What this task involves:
From the first line onward, reproduce the records exactly; the final line to include is the one holding "an optional href.".

Dataset content:
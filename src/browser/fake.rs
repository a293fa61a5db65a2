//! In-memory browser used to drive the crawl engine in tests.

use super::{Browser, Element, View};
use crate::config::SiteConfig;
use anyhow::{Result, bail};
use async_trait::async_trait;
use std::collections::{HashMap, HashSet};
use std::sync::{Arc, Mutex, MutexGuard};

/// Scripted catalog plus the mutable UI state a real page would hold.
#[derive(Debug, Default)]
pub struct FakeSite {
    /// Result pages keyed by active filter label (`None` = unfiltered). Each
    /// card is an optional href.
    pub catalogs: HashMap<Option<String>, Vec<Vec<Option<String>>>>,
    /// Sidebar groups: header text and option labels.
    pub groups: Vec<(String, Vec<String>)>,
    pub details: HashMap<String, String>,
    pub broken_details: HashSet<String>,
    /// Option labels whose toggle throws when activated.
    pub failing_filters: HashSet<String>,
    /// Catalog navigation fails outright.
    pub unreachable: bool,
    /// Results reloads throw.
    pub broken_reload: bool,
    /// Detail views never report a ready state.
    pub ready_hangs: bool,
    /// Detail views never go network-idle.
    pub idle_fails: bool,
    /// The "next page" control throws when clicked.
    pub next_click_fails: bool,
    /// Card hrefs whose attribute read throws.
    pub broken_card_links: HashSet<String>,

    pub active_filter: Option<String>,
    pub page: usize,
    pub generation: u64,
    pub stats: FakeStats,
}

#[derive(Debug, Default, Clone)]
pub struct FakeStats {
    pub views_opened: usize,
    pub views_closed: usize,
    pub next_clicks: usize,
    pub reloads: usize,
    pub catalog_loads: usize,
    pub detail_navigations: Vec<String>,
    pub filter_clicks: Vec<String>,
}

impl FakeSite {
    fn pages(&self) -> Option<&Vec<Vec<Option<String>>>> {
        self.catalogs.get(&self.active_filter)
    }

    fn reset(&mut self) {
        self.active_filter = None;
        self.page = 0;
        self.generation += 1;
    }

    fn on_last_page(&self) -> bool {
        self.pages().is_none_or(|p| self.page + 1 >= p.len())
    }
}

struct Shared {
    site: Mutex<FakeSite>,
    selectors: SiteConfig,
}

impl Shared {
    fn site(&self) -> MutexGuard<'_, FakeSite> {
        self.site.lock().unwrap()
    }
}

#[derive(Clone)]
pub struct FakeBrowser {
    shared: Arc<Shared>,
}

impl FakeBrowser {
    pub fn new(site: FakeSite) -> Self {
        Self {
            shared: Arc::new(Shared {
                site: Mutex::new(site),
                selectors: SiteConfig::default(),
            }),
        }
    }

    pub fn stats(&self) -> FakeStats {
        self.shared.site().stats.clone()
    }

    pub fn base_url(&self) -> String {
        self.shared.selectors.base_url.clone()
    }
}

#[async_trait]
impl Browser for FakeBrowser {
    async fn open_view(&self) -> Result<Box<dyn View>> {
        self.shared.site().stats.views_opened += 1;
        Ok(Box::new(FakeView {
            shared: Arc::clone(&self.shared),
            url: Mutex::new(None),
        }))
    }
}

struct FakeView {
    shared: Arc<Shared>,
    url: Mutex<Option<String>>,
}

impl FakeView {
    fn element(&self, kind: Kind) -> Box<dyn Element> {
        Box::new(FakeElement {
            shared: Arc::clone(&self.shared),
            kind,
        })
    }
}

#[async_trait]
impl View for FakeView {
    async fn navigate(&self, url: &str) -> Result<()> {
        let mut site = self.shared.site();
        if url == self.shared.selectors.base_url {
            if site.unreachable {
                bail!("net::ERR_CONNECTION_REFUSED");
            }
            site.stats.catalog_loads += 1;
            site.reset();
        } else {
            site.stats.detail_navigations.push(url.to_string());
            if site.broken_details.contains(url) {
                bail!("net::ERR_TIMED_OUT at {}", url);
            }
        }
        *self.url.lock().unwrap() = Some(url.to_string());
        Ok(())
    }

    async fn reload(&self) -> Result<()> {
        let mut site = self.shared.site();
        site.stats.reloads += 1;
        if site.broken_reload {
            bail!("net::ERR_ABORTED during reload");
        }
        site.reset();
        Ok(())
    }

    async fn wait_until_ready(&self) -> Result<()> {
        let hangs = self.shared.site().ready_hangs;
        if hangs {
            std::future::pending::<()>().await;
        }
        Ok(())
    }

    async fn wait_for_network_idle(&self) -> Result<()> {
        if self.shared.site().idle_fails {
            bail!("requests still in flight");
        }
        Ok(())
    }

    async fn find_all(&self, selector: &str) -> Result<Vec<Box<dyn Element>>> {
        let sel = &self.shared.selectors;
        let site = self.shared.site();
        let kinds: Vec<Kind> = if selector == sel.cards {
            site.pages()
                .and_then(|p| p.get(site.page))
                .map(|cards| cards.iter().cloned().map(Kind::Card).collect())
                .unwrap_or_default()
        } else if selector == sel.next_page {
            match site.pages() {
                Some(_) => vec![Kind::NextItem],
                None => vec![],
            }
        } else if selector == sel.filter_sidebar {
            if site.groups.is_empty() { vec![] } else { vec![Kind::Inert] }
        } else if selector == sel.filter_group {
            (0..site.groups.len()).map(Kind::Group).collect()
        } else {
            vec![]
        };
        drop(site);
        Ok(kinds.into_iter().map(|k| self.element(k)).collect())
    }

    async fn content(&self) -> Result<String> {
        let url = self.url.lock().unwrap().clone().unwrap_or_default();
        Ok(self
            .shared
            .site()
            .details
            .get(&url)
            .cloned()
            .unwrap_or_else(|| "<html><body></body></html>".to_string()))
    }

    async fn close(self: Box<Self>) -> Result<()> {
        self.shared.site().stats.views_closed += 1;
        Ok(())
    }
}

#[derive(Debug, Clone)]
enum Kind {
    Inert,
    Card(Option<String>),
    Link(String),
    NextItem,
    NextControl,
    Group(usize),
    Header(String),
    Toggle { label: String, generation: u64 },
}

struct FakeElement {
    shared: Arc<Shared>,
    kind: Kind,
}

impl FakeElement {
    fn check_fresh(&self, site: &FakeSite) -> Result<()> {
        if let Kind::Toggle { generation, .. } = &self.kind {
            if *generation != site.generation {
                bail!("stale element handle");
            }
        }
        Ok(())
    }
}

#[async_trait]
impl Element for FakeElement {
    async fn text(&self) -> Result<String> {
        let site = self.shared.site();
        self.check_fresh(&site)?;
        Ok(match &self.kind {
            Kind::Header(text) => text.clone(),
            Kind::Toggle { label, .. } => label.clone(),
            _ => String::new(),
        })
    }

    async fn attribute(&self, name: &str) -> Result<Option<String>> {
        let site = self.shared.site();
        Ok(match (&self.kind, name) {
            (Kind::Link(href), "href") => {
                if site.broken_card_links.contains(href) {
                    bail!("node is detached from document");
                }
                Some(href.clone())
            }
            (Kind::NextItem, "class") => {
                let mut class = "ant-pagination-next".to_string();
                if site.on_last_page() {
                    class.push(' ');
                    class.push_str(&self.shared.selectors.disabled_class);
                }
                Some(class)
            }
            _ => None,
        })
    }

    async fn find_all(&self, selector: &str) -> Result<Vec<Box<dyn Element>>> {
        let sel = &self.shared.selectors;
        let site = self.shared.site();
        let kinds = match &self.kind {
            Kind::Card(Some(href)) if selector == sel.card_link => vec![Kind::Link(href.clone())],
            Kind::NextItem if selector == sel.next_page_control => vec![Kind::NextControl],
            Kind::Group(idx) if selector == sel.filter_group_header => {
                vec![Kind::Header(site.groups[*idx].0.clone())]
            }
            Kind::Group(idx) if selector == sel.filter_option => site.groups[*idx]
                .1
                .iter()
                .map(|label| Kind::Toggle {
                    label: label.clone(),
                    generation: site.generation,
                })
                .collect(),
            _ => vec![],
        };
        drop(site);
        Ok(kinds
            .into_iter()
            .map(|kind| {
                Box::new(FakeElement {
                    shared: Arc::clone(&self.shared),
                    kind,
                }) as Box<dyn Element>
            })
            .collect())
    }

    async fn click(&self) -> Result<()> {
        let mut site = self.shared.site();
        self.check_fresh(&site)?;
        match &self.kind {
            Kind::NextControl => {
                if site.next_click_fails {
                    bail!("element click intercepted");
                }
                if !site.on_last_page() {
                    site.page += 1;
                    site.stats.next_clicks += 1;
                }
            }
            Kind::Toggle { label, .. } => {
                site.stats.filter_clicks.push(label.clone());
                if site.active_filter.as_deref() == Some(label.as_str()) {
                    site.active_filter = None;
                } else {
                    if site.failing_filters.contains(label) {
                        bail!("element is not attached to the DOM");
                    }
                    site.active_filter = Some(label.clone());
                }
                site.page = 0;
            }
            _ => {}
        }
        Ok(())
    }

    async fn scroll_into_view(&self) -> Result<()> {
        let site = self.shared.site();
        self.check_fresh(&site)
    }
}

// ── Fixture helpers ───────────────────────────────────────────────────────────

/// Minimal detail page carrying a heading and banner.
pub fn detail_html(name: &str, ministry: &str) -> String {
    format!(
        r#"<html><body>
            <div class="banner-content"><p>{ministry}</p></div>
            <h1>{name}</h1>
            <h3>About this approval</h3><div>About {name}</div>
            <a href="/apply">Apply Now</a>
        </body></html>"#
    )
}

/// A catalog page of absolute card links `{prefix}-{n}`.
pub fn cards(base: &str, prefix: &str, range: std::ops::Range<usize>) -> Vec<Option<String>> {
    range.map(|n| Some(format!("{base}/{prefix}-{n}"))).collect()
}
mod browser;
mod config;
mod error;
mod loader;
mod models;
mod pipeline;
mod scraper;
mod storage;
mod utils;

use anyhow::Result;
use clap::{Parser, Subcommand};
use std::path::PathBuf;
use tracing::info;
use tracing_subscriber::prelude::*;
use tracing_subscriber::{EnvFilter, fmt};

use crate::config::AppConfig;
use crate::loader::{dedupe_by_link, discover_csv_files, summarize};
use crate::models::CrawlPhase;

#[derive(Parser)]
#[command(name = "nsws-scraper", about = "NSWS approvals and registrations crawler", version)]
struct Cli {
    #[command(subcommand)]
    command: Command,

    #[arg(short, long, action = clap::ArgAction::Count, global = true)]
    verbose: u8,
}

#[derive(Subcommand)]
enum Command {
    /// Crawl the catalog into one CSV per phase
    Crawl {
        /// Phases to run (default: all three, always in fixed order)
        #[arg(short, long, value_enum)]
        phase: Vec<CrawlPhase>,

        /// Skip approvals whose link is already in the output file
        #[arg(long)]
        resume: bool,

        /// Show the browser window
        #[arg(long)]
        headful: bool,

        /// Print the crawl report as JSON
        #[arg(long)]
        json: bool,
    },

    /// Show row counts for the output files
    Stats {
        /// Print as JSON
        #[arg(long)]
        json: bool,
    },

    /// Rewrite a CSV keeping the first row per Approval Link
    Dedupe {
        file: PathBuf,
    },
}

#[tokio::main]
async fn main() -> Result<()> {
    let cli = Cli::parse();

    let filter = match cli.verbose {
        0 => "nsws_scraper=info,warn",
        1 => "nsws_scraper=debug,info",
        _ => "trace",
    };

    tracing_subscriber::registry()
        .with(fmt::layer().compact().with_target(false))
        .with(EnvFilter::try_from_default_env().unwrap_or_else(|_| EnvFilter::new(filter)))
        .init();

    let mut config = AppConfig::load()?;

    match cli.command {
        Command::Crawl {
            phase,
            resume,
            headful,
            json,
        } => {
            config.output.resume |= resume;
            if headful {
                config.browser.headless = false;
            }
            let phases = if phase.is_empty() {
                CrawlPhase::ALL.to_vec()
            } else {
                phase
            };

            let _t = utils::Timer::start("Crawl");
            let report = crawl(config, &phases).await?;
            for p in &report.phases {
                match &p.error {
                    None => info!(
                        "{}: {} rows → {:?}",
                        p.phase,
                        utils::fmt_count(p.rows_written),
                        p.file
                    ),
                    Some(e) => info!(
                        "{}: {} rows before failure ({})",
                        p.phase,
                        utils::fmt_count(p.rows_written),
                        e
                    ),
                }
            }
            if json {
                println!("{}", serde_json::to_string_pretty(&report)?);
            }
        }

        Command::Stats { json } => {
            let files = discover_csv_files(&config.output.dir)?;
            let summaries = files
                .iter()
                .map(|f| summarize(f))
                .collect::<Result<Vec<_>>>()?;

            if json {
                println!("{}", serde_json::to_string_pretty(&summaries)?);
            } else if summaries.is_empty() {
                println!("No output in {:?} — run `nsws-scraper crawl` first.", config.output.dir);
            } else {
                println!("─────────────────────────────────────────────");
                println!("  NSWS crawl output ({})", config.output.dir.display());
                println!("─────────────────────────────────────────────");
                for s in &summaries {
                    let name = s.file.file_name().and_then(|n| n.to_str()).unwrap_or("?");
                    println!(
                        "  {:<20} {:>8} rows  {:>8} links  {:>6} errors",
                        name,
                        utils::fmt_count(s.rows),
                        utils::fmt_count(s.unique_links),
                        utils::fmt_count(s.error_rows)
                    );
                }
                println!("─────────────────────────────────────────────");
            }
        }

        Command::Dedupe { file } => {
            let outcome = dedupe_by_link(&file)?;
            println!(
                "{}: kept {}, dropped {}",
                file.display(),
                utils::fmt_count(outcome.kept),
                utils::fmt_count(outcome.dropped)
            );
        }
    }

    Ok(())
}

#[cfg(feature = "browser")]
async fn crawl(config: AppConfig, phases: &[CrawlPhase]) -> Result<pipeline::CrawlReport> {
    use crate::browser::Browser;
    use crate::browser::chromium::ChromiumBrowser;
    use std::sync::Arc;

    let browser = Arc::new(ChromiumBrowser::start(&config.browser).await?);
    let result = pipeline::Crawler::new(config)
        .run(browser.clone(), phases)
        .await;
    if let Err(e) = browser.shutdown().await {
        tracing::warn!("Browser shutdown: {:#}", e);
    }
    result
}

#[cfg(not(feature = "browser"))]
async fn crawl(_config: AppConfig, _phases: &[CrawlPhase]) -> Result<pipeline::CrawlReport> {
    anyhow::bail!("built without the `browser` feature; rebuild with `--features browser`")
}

Task solution:
filename src/browser/fake.rs
repository a293fa61a5db65a2
//! In-memory browser used to drive the crawl engine in tests.

use super::{Browser, Element, View};
use crate::config::SiteConfig;
use anyhow::{Result, bail};
use async_trait::async_trait;
use std::collections::{HashMap, HashSet};
use std::sync::{Arc, Mutex, MutexGuard};

/// Scripted catalog plus the mutable UI state a real page would hold.
#[derive(Debug, Default)]
pub struct FakeSite {
    /// Result pages keyed by active filter label (`None` = unfiltered). Each
    /// card is an optional href.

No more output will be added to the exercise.